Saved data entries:
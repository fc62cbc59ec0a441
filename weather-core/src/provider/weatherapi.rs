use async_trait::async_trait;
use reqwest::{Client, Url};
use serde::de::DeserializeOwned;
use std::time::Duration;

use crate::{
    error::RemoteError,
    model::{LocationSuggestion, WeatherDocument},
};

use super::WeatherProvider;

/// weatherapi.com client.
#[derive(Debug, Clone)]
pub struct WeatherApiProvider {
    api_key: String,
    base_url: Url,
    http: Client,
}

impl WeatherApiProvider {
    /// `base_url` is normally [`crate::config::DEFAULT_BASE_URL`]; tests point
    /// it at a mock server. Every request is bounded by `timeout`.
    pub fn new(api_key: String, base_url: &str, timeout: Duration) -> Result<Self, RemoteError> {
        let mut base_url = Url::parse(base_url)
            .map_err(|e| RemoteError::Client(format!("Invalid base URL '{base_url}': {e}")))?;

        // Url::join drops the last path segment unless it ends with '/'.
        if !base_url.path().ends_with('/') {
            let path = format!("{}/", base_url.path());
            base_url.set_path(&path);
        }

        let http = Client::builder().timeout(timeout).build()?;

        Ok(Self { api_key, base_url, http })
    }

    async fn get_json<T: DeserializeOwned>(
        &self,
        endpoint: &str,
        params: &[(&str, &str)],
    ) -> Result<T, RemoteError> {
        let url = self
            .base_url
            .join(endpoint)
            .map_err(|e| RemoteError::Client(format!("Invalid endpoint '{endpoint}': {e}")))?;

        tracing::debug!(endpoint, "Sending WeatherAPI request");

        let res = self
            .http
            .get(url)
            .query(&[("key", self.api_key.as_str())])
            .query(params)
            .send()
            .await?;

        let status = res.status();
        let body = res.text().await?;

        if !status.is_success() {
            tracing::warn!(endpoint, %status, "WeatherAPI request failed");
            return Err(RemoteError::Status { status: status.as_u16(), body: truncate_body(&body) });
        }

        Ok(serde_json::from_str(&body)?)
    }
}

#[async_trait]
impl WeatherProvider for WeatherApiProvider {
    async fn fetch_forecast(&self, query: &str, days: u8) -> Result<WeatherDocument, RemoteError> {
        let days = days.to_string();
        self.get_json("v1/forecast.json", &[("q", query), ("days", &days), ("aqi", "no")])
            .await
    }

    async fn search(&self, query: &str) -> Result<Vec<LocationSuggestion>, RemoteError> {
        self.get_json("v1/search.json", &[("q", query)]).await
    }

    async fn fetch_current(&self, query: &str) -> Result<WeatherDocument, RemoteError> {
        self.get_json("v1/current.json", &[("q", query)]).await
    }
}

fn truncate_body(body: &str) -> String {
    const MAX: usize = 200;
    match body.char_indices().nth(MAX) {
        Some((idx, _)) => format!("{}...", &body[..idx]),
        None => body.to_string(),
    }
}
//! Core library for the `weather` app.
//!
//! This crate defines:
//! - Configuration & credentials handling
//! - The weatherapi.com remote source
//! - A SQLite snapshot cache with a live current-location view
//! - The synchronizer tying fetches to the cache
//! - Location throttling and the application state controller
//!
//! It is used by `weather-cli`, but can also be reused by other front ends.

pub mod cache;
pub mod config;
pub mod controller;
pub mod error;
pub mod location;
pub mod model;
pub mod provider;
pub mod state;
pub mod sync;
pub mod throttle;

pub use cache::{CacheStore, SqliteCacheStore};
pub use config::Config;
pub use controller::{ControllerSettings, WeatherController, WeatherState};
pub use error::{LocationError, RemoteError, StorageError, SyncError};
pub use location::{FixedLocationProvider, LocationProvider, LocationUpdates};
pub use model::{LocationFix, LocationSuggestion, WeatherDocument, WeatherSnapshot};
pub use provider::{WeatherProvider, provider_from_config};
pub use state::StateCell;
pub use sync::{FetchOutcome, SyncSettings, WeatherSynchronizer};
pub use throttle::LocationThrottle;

> **WORK ORDER**
Your response should be the lines of the entries above that include the string "throttle".

> **RESULT BELOW**
pub mod throttle;
pub use throttle::LocationThrottle;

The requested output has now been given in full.